Today, two key entities on Indian River’s outpatient side still don’t have Epic – Vero Radiology and the doctors at the recently acquired Primary Care of the Treasure Coast.

Both are scheduled to get Epic sometime next year. In the meantime, interoperability issues may have had something to do with why a patient was turned away last week after an appointment for a CT scan set up by a Cleveland Clinic doctor’s office never made it to Vero Radiology’s books.

Another patient, Barry Anshell, was referred to a Cleveland Clinic cardiologist by a Cleveland Clinic doctor, part of the former Primary Care of the Treasure Coast group. The referral was sent to the cardiologist on May 21.

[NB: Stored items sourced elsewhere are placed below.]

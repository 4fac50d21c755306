//! Data product descriptor registry
//!
//! The core of the registry is the descriptor engine in [`descriptor`]: a
//! single walk over a parsed DPDS document that validates rules a static
//! schema cannot express and derives missing identity fields
//! (`entityType`, `fullyQualifiedName`, `id`).
//!
//! Around it:
//! - [`lifecycle`] - init/approve/reject/publish status transitions
//! - [`publish`] - the publish use case tying parsing, variables, validation and lifecycle together
//! - [`config`] - command line / environment configuration for the `dpds-validate` binary

pub mod config;
pub mod descriptor;
pub mod error;
pub mod lifecycle;
pub mod publish;

pub use descriptor_types;
pub use error::{
    ErrorKind, FieldError, IdentityError, RegistryError, RegistryResult, ValidationFailure,
};
//! Shared descriptor fixtures for the integration tests.

#![allow(dead_code)]

use odm_registry::descriptor_types::DataProductDescriptor;
use serde_json::{json, Value};

pub const DATA_PRODUCT_FQN: &str = "urn:dpds:acme:dataproducts:orders:1";

/// A complete, valid document with no generated identity fields.
pub fn orders_document() -> Value {
    json!({
        "dataProductDescriptor": "1.0.0",
        "info": {
            "fullyQualifiedName": DATA_PRODUCT_FQN,
            "name": "orders",
            "displayName": "Orders",
            "version": "1.0.0",
            "domain": "sales",
            "owner": { "id": "owner@acme.com", "name": "Sales Data Team" },
            "contactPoints": [
                { "name": "support", "channel": "email", "address": "data@acme.com" }
            ]
        },
        "interfaceComponents": {
            "inputPorts": [
                { "name": "raw-orders", "version": "1.0.0" }
            ],
            "outputPorts": [
                {
                    "name": "orders-api",
                    "version": "1.2.0",
                    "promises": {
                        "api": {
                            "name": "orders-api",
                            "version": "1.2.0",
                            "specification": "openapi",
                            "definition": { "openapi": "3.0.0", "paths": {} }
                        }
                    }
                }
            ]
        },
        "internalComponents": {
            "applicationComponents": [
                { "name": "orders-etl", "version": "0.3.1" }
            ],
            "infrastructuralComponents": [
                { "name": "orders-bucket" }
            ]
        }
    })
}

pub fn descriptor(value: Value) -> DataProductDescriptor {
    serde_json::from_value(value).expect("fixture should deserialize")
}

pub fn orders() -> DataProductDescriptor {
    descriptor(orders_document())
}
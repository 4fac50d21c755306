//! DPDS Validate CLI - Run the descriptor engine over a JSON file
//!
//! Usage:
//!   cargo run --bin dpds-validate -- descriptor.json
//!   cargo run --bin dpds-validate -- descriptor.json --mode validate-and-generate --var env=prod
//!
//! Exit code 1 when the descriptor fails validation.

use anyhow::{Context, Result};
use clap::Parser;

use odm_registry::config::{init_tracing, CliConfig, OutputFormat};
use odm_registry::descriptor::{parse_bindings, parse_descriptor, run, substitute, to_pretty_json};

fn main() -> Result<()> {
    dotenvy::dotenv().ok();
    init_tracing();

    let cli = CliConfig::parse();
    let mode = cli.traversal_mode();
    tracing::info!(file = %cli.file.display(), mode = %mode, "starting descriptor run");

    let raw = std::fs::read_to_string(&cli.file)
        .with_context(|| format!("reading {}", cli.file.display()))?;

    let bindings = parse_bindings(&cli.vars);
    let substitution = substitute(&raw, &bindings);
    if !substitution.is_complete() {
        if cli.strict_variables {
            anyhow::bail!(
                "Unresolved descriptor variables: {}",
                substitution.unresolved.join(", ")
            );
        }
        tracing::warn!(unresolved = ?substitution.unresolved, "leaving variables unresolved");
    }

    let mut descriptor = parse_descriptor(&substitution.content)?;
    let report = run(descriptor.as_mut(), mode, cli.expected_fqn.as_deref())?;

    match cli.format {
        OutputFormat::Json => {
            let output = serde_json::json!({
                "mode": report.mode,
                "valid": report.is_valid(),
                "errors": &report.errors,
                "descriptor": &descriptor,
            });
            println!("{}", serde_json::to_string_pretty(&output)?);
        }
        OutputFormat::Text => {
            println!("Mode:        {}", report.mode);
            println!(
                "Validation:  {}",
                if report.is_valid() { "PASSED" } else { "FAILED" }
            );
            if report.is_valid() {
                if mode.generates() {
                    if let Some(doc) = &descriptor {
                        println!();
                        println!("{}", to_pretty_json(doc)?);
                    }
                }
            } else {
                println!();
                println!("Errors:");
                for err in &report.errors {
                    println!("  [{}] {}", err.kind, err);
                }
            }
        }
    }

    if !report.is_valid() {
        std::process::exit(1);
    }
    Ok(())
}
//! Read-only or writable handle onto a node of the descriptor tree.
//!
//! The same traversal serves every mode. In validate-only mode it walks
//! `Cursor::Read` handles, so the tree cannot be mutated; generation modes walk
//! `Cursor::Write` handles and patch identity fields in place.

pub enum Cursor<'a, T> {
    Read(&'a T),
    Write(&'a mut T),
}

impl<'a, T> Cursor<'a, T> {
    pub fn get(&self) -> &T {
        match self {
            Cursor::Read(node) => *node,
            Cursor::Write(node) => &**node,
        }
    }

    /// `None` for read-only handles.
    pub fn get_mut(&mut self) -> Option<&mut T> {
        match self {
            Cursor::Read(_) => None,
            Cursor::Write(node) => Some(&mut **node),
        }
    }

    /// Handle onto a child field, borrowing from this one.
    pub fn field<U>(
        &mut self,
        read: fn(&T) -> &U,
        write: fn(&mut T) -> &mut U,
    ) -> Cursor<'_, U> {
        match self {
            Cursor::Read(node) => Cursor::Read(read(*node)),
            Cursor::Write(node) => Cursor::Write(write(&mut **node)),
        }
    }

    /// Handle onto an optional child, `None` when the child is absent.
    pub fn optional<U>(
        &mut self,
        read: fn(&T) -> &Option<U>,
        write: fn(&mut T) -> &mut Option<U>,
    ) -> Option<Cursor<'_, U>> {
        match self {
            Cursor::Read(node) => read(*node).as_ref().map(Cursor::Read),
            Cursor::Write(node) => write(&mut **node).as_mut().map(Cursor::Write),
        }
    }

    /// Handles onto every element of a child sequence.
    pub fn items<U>(
        &mut self,
        read: fn(&T) -> &Vec<U>,
        write: fn(&mut T) -> &mut Vec<U>,
    ) -> Vec<Cursor<'_, U>> {
        self.field(read, write).into_items()
    }
}

impl<'a, U> Cursor<'a, Vec<U>> {
    pub fn into_items(self) -> Vec<Cursor<'a, U>> {
        match self {
            Cursor::Read(items) => items.iter().map(Cursor::Read).collect(),
            Cursor::Write(items) => items.iter_mut().map(Cursor::Write).collect(),
        }
    }
}

#[cfg(test)]
mod tests {
    use super::*;

    #[derive(Default)]
    struct Parent {
        label: String,
        child: Option<String>,
        items: Vec<u32>,
    }

    #[test]
    fn test_read_cursor_never_yields_mutable_access() {
        let parent = Parent::default();
        let mut cursor = Cursor::Read(&parent);
        assert!(cursor.get_mut().is_none());
        assert!(cursor.optional(|p| &p.child, |p| &mut p.child).is_none());
    }

    #[test]
    fn test_write_cursor_reaches_nested_fields() {
        let mut parent = Parent {
            child: Some("a".into()),
            items: vec![1, 2, 3],
            ..Default::default()
        };
        {
            let mut cursor = Cursor::Write(&mut parent);
            if let Some(label) = cursor.field(|p| &p.label, |p| &mut p.label).get_mut() {
                label.push_str("root");
            }
            if let Some(mut child) = cursor.optional(|p| &p.child, |p| &mut p.child) {
                if let Some(c) = child.get_mut() {
                    c.push('b');
                }
            }
            for mut item in cursor.items(|p| &p.items, |p| &mut p.items) {
                if let Some(v) = item.get_mut() {
                    *v *= 10;
                }
            }
        }
        assert_eq!(parent.label, "root");
        assert_eq!(parent.child.as_deref(), Some("ab"));
        assert_eq!(parent.items, vec![10, 20, 30]);
    }
}
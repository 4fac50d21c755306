//! Error types for the descriptor registry
//!
//! Library code returns [`RegistryError`]; binaries wrap it in `anyhow`.
//! Validation problems are never raised one at a time: they are collected into a
//! [`ValidationFailure`] and surfaced once, after the whole document was walked.

use std::fmt;

use serde::{Deserialize, Serialize};
use thiserror::Error;

use crate::lifecycle::LifecycleError;

/// Main error type for the registry
#[derive(Debug, Error)]
pub enum RegistryError {
    /// No descriptor document at all. The only fail-fast condition of a run.
    #[error("Descriptor document is missing")]
    MissingDescriptor,

    /// Every violation found in one pass over the document.
    #[error("{0}")]
    Validation(ValidationFailure),

    #[error("Invalid argument: {0}")]
    InvalidArgument(#[from] IdentityError),

    #[error("Invalid descriptor JSON: {0}")]
    Parse(#[from] serde_json::Error),

    #[error("Unresolved descriptor variables: {}", .0.join(", "))]
    UnresolvedVariables(Vec<String>),

    #[error("Lifecycle error: {0}")]
    Lifecycle(#[from] LifecycleError),
}

impl RegistryError {
    /// Status code a REST surface should answer with.
    ///
    /// Everything caused by the submitted document is a client error and
    /// must not be retried as-is.
    pub fn http_status(&self) -> u16 {
        match self {
            Self::MissingDescriptor
            | Self::Validation(_)
            | Self::InvalidArgument(_)
            | Self::Parse(_)
            | Self::UnresolvedVariables(_) => 400,
            Self::Lifecycle(_) => 409,
        }
    }

    /// The individual violations, when this is a validation failure.
    pub fn field_errors(&self) -> &[FieldError] {
        match self {
            Self::Validation(failure) => &failure.errors,
            _ => &[],
        }
    }
}

/// Failures of the pure identity generation functions.
#[derive(Debug, Clone, PartialEq, Eq, Error)]
pub enum IdentityError {
    #[error("'{0}' must not be empty")]
    EmptyArgument(&'static str),

    #[error("Cannot extract mesh namespace from '{0}': missing ':dataproducts:' segment")]
    MissingMeshNamespace(String),
}

// ============================================================================
// ACCUMULATED FIELD ERRORS
// ============================================================================

/// Category of a single accumulated violation.
#[derive(Debug, Clone, Copy, PartialEq, Eq, Hash, Serialize, Deserialize)]
#[serde(rename_all = "snake_case")]
pub enum ErrorKind {
    MissingRequiredField,
    InvalidSemanticVersion,
    DuplicateName,
    InvalidOrDuplicateComponentKey,
    EntityTypeMismatch,
    FqnMismatch,
    FqnExtractionFailure,
}

impl ErrorKind {
    pub fn as_str(&self) -> &'static str {
        match self {
            Self::MissingRequiredField => "missing_required_field",
            Self::InvalidSemanticVersion => "invalid_semantic_version",
            Self::DuplicateName => "duplicate_name",
            Self::InvalidOrDuplicateComponentKey => "invalid_or_duplicate_component_key",
            Self::EntityTypeMismatch => "entity_type_mismatch",
            Self::FqnMismatch => "fqn_mismatch",
            Self::FqnExtractionFailure => "fqn_extraction_failure",
        }
    }
}

impl fmt::Display for ErrorKind {
    fn fmt(&self, f: &mut fmt::Formatter<'_>) -> fmt::Result {
        write!(f, "{}", self.as_str())
    }
}

/// One violation, tagged with the dotted path of the offending field.
#[derive(Debug, Clone, PartialEq, Eq, Serialize, Deserialize)]
pub struct FieldError {
    /// e.g. `interfaceComponents.outputPorts[0].version`; empty for document-level errors
    pub field_path: String,
    pub kind: ErrorKind,
    pub message: String,
}

impl fmt::Display for FieldError {
    fn fmt(&self, f: &mut fmt::Formatter<'_>) -> fmt::Result {
        if self.field_path.is_empty() {
            write!(f, "{}", self.message)
        } else {
            write!(f, "{}: {}", self.field_path, self.message)
        }
    }
}

/// Aggregate validation failure carrying every violation of one run.
#[derive(Debug, Clone, PartialEq, Eq, Serialize, Deserialize)]
pub struct ValidationFailure {
    pub errors: Vec<FieldError>,
}

impl ValidationFailure {
    pub fn new(errors: Vec<FieldError>) -> Self {
        Self { errors }
    }
}

impl fmt::Display for ValidationFailure {
    fn fmt(&self, f: &mut fmt::Formatter<'_>) -> fmt::Result {
        for (i, error) in self.errors.iter().enumerate() {
            if i > 0 {
                f.write_str("; ")?;
            }
            write!(f, "{error}")?;
        }
        Ok(())
    }
}

impl std::error::Error for ValidationFailure {}

pub type RegistryResult<T> = Result<T, RegistryError>;

#[cfg(test)]
mod tests {
    use super::*;

    fn field(path: &str, message: &str) -> FieldError {
        FieldError {
            field_path: path.to_string(),
            kind: ErrorKind::MissingRequiredField,
            message: message.to_string(),
        }
    }

    #[test]
    fn test_aggregate_message_joins_with_semicolons() {
        let failure = ValidationFailure::new(vec![
            field("info.name", "Required field is missing or empty"),
            field("", "Document-level problem"),
            field("info.domain", "Required field is missing or empty"),
        ]);
        assert_eq!(
            failure.to_string(),
            "info.name: Required field is missing or empty; Document-level problem; \
             info.domain: Required field is missing or empty"
        );
    }

    #[test]
    fn test_registry_error_display_is_aggregate_message() {
        let err = RegistryError::Validation(ValidationFailure::new(vec![field("a", "b")]));
        assert_eq!(err.to_string(), "a: b");
        assert_eq!(err.field_errors().len(), 1);
    }

    // ── http_status ──────────────────────────────────────────────

    #[test]
    fn http_status_client_errors() {
        assert_eq!(RegistryError::MissingDescriptor.http_status(), 400);
        assert_eq!(
            RegistryError::Validation(ValidationFailure::new(vec![])).http_status(),
            400
        );
        assert_eq!(
            RegistryError::InvalidArgument(IdentityError::EmptyArgument("name")).http_status(),
            400
        );
        assert_eq!(
            RegistryError::UnresolvedVariables(vec!["env".into()]).http_status(),
            400
        );
    }

    #[test]
    fn display_unresolved_variables() {
        let err = RegistryError::UnresolvedVariables(vec!["env".into(), "region".into()]);
        assert_eq!(err.to_string(), "Unresolved descriptor variables: env, region");
    }

    #[test]
    fn display_identity_error() {
        let err = IdentityError::MissingMeshNamespace("urn:x".into());
        assert_eq!(
            err.to_string(),
            "Cannot extract mesh namespace from 'urn:x': missing ':dataproducts:' segment"
        );
    }
}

“They never called, nor did they return my call and message,” said Anshell. Eight days later, on May 29, Anshell had a heart attack. Doctors found a 99 percent blockage of the right coronary artery and put in a stent.

Anshell is recovering. But his case may not be unique. Recently, as he was leaving the cardiologist’s office after a checkup, Anshell was told staff had to go through 1,000 phone messages backed up since January in order to get current.

“No one is addressing the question of how many people die during a transition (of EHR software) due to not being able to see their physician,” said Huszar. “How will the internist account for the fatigue caused by overwork? How many medical errors will she make?

“The majority of physicians hate their EHR and we are totally ignoring them and we are forcing a system on them that is clearly harmful to patient care on many levels.”